The daylight found him exhausted and placid in his exhaustion, though he did not truly sleep, save one time in the thickest darkness of the night. He heard steps returning now in the hall and had only one fleeting impulse toward doing belatedly what should have been done in dignity.

He did not even meditate killing Erij with the blade. It would be in the one case futile, for he would die for it, shamefully; and in the other, the act would be void of any honor or vindication for himself.

There were several of them that came in.
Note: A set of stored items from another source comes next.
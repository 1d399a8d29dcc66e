/*
Copyright 2025 Connor Nolan

Licensed under the Apache License, Version 2.0 (the "License");
you may not use this file except in compliance with the License.
You may obtain a copy of the License at

    http://www.apache.org/licenses/LICENSE-2.0

Unless required by applicable law or agreed to in writing, software
distributed under the License is distributed on an "AS IS" BASIS,
WITHOUT WARRANTIES OR CONDITIONS OF ANY KIND, either express or implied.
See the License for the specific language governing permissions and
limitations under the License.
*/

pub mod listing;
pub mod memory_image;
pub mod symbol_table;

use crate::errors::AsmError;
use crate::instructions::{self, Form, Instruction, REG_FORM_OFFSET, SYS_IN, SYS_OUT, opcode};
use crate::object::ObjectFile;
use crate::parser::{self, SourceLine};
use listing::{Listing, ListingRow, SymbolRow};
use memory_image::{MemoryImage, WordValue};
use std::collections::BTreeMap;
use symbol_table::SymbolTable;

/// Everything the first pass produces: the symbol table, the staged image,
/// the entry-point expression, and the per-line source buffer the listing
/// prints from.
#[derive(Debug)]
pub struct FirstPass {
    pub file: String,
    pub symbols: SymbolTable,
    pub image: MemoryImage,
    pub entry: WordValue,
    pub entry_line: usize,
    pub lines: BTreeMap<usize, String>,
}

/// Pass 1: walk the source once, binding labels to addresses, expanding
/// macros, staging literals, and emitting provisional words.
pub fn run_first_pass(file: &str, source: &str) -> Result<FirstPass, AsmError> {
    let mut asm = Assembler::new(file);
    let mut last_line = 1;
    for (index, text) in source.lines().enumerate() {
        last_line = index + 1;
        asm.process_line(last_line, text)?;
    }
    if asm.in_block {
        return Err(asm.semantic(last_line, "No \"END\" instruction found".to_string()));
    }
    Ok(FirstPass {
        file: asm.file,
        symbols: asm.symbols,
        image: asm.image,
        entry: asm.entry,
        entry_line: asm.entry_line,
        lines: asm.lines,
    })
}

/// Pass 2: fold every staged word through the symbol table and lay the
/// resolved image out contiguously from address 0.
pub fn generate_object(pass: &FirstPass) -> Result<(ObjectFile, Listing), AsmError> {
    let size = pass.image.last_address().map_or(0, |a| a as usize + 1);
    let mut words = vec![0u16; size];
    let mut rows = Vec::new();
    let mut previous_line = None;

    for (address, cell) in pass.image.iter() {
        let value = resolve_word(&pass.symbols, &cell.value, &pass.file, cell.line)?;
        words[address as usize] = value;
        let text = if previous_line == Some(cell.line) {
            None
        } else {
            pass.lines.get(&cell.line).cloned()
        };
        rows.push(ListingRow {
            line: cell.line,
            address,
            word: value,
            text,
        });
        previous_line = Some(cell.line);
    }

    let entry = resolve_word(&pass.symbols, &pass.entry, &pass.file, pass.entry_line)?;

    let symbols = pass
        .symbols
        .sorted_by_line()
        .into_iter()
        .map(|(name, sym)| SymbolRow {
            file: sym.file.clone(),
            line: sym.line,
            name: name.to_string(),
            value: sym.value,
        })
        .collect();

    Ok((
        ObjectFile { entry, words },
        Listing { rows, symbols },
    ))
}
Erij sent the other men away to wait outside, crossed the carpets and gathered up the abandoned blade, returned it to its sheath at his belt.

“I did not think you would,” he said. “But you cannot complain of me that I disgraced you.” And he set his one hand upon Vanye’s shoulder and dropped to his knee, took him by the arm and pulled at him, to have him up.

Vanye wept: he did not wish to, but like other battles with Erij, this one was futile and he recognized it. Then to his further shame he found Erij’s arm about him, offering him shelter, and it was good simply to fall against that and be nothing. His brother’s arms were about him after so long without sight of home or kin, and his about Erij, and after a time he realized that Erij also wept. His brother cuffed him to self-control and to sense with a rough blow and held him at arm’s length: there was the moisture of tears on Erij’s hard face.

“I am breaking oath,” said Erij, “because I swore that I would kill you.”

“I wish that you had,” Vanye answered him, and Erij embraced him in his hard grip and treated him like the little brother he had always felt himself to be with Erij, roughed his hair, which was boy’s length, and set him back again.

“You could never have done it,” Erij said. “Because you love life too much to die. That is a gift, brother. It makes you a bad enemy.”

Like Morgaine, he thought. Had that come from her? But he had had in the beginning of his wandering the broken halves of his own Honor blade, that his father had shattered; his weakness was not Morgaine’s doing, but that he truly did not deserve the honor of an uyo of the Nhi. There were prices of such things, that sometimes had to be paid at the end of possessing them; and he would never be fit to pay such a price.

And he wept again, knowing that. Erij cuffed his ear gently, made him look at him. “You robbed me,” Erij said hoarsely, “of brother, mother, father, and a piece of myself. Do you not owe me some recompense? Do you not at least owe me something for it?”

“What do you want from me?”

“We made you an enemy. Kandrys hated you and set out to be rid of you, and Father always found you inconvenient. Myself, I had a brother to be loyal to then. I owed things to him. How do you feel toward me? Hate?”